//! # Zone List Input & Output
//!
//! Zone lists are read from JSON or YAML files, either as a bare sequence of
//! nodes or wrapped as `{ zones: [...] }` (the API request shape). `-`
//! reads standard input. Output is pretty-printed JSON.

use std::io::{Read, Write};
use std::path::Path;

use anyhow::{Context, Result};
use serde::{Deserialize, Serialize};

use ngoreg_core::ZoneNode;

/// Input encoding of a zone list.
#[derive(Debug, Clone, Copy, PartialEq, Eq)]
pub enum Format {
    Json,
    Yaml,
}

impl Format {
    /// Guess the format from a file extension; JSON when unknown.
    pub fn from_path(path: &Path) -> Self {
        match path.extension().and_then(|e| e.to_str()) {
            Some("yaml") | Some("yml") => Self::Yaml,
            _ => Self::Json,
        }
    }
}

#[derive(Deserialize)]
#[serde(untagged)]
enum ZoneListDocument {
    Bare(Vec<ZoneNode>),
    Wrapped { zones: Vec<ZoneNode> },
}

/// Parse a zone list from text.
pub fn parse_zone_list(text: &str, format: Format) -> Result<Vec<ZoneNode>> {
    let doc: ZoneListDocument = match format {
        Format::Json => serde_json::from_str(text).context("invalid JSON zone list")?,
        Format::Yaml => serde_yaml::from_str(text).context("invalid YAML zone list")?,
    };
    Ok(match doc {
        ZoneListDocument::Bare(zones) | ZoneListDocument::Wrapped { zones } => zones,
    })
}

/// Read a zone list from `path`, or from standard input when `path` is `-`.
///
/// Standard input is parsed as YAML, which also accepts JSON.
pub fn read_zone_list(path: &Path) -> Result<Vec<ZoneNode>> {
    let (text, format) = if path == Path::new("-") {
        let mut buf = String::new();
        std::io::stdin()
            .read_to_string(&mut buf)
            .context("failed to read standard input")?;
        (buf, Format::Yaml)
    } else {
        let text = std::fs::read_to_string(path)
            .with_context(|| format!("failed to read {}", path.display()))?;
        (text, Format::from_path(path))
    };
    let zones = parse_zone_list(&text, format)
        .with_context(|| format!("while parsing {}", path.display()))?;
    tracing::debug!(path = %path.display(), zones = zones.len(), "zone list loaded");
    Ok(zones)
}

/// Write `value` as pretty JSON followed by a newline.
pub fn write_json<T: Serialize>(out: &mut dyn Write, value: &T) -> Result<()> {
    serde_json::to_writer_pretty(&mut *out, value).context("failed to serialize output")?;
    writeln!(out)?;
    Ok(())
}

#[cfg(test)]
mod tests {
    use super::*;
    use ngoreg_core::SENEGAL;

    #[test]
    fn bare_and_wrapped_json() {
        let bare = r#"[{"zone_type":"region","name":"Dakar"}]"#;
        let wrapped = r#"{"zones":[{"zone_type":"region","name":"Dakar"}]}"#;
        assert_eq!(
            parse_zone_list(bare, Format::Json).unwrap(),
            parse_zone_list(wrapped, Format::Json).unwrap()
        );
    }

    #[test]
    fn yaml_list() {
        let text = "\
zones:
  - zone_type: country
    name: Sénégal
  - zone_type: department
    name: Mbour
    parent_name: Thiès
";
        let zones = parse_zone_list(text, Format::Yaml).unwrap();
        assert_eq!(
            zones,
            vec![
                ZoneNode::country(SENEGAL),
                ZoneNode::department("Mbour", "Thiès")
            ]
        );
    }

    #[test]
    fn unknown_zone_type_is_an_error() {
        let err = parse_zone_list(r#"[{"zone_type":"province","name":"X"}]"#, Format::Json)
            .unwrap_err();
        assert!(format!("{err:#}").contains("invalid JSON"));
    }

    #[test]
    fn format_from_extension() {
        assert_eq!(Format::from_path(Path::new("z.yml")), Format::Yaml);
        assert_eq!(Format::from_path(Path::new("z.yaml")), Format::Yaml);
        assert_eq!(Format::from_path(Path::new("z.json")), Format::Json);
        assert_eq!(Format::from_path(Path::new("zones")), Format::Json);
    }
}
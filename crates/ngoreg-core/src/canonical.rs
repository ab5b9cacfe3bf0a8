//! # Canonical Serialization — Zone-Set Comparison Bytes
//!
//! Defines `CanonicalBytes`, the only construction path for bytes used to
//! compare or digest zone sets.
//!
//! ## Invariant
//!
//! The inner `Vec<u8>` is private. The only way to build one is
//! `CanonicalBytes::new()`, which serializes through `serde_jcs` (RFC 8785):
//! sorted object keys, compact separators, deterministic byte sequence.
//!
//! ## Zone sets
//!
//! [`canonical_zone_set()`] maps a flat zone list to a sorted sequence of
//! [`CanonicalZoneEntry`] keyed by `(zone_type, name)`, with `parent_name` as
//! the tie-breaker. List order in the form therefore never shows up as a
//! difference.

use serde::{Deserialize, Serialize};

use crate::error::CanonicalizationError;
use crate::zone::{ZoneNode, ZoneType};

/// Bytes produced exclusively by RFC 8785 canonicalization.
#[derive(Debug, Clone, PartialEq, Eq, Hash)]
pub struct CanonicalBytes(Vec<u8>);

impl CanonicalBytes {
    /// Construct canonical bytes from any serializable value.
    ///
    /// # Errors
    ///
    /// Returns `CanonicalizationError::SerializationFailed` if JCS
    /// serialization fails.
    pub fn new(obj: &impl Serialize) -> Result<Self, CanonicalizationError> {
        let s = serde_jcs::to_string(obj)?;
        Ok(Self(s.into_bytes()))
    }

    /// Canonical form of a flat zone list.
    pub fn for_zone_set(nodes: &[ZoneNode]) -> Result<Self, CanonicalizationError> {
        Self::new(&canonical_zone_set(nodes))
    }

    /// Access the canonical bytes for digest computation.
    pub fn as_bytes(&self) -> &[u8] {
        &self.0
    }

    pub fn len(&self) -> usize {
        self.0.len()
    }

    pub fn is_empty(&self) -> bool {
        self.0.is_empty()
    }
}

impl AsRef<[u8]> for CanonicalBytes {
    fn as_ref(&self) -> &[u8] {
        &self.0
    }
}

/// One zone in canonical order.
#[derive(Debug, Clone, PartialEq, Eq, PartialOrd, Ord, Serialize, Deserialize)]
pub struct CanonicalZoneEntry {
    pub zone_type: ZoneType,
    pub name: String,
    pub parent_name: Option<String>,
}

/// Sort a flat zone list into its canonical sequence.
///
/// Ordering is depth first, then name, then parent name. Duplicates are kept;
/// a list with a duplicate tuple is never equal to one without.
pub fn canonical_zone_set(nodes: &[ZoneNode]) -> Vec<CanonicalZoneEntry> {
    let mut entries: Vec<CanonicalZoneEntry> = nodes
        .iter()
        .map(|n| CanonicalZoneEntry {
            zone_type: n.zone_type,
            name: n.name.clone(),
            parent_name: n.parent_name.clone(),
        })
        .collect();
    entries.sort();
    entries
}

---

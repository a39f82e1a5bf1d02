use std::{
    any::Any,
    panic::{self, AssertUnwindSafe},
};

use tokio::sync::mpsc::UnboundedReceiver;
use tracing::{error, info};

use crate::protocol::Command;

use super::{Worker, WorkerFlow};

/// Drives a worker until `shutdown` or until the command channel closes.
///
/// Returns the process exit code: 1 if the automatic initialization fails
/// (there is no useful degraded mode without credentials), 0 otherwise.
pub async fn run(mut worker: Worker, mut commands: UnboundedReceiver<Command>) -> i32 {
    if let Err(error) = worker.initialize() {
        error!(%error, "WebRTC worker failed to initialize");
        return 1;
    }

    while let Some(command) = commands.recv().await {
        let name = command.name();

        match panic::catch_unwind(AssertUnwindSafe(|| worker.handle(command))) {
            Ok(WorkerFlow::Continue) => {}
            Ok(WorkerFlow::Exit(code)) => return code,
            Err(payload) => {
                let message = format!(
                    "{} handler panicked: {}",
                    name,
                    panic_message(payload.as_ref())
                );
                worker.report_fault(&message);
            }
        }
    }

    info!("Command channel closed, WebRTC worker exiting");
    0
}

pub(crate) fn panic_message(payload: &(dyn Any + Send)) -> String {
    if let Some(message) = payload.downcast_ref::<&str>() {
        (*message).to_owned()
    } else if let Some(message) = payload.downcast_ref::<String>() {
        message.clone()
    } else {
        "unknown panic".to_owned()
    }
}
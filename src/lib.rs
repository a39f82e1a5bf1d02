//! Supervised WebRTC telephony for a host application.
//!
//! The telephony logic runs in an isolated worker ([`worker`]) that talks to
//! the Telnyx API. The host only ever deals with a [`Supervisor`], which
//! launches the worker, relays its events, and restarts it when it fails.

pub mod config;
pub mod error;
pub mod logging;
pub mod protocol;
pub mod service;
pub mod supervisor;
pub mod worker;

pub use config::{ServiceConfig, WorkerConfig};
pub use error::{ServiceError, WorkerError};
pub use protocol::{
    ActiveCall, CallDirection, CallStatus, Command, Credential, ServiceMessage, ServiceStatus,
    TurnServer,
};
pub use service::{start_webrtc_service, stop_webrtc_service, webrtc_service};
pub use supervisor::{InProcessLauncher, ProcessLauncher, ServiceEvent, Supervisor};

(Task details): Repeat exactly the lines above from the one with "credentials), 0 otherwise." up to and including the one with "if let Some(message) = payload.downcast_ref::<&str>()". No other line belongs in the reply.

(Answer area):
/// (there is no useful degraded mode without credentials), 0 otherwise.
pub async fn run(mut worker: Worker, mut commands: UnboundedReceiver<Command>) -> i32 {
    if let Err(error) = worker.initialize() {
        error!(%error, "WebRTC worker failed to initialize");
        return 1;
    }

    while let Some(command) = commands.recv().await {
        let name = command.name();

        match panic::catch_unwind(AssertUnwindSafe(|| worker.handle(command))) {
            Ok(WorkerFlow::Continue) => {}
            Ok(WorkerFlow::Exit(code)) => return code,
            Err(payload) => {
                let message = format!(
                    "{} handler panicked: {}",
                    name,
                    panic_message(payload.as_ref())
                );
                worker.report_fault(&message);
            }
        }
    }

    info!("Command channel closed, WebRTC worker exiting");
    0
}

pub(crate) fn panic_message(payload: &(dyn Any + Send)) -> String {
    if let Some(message) = payload.downcast_ref::<&str>() {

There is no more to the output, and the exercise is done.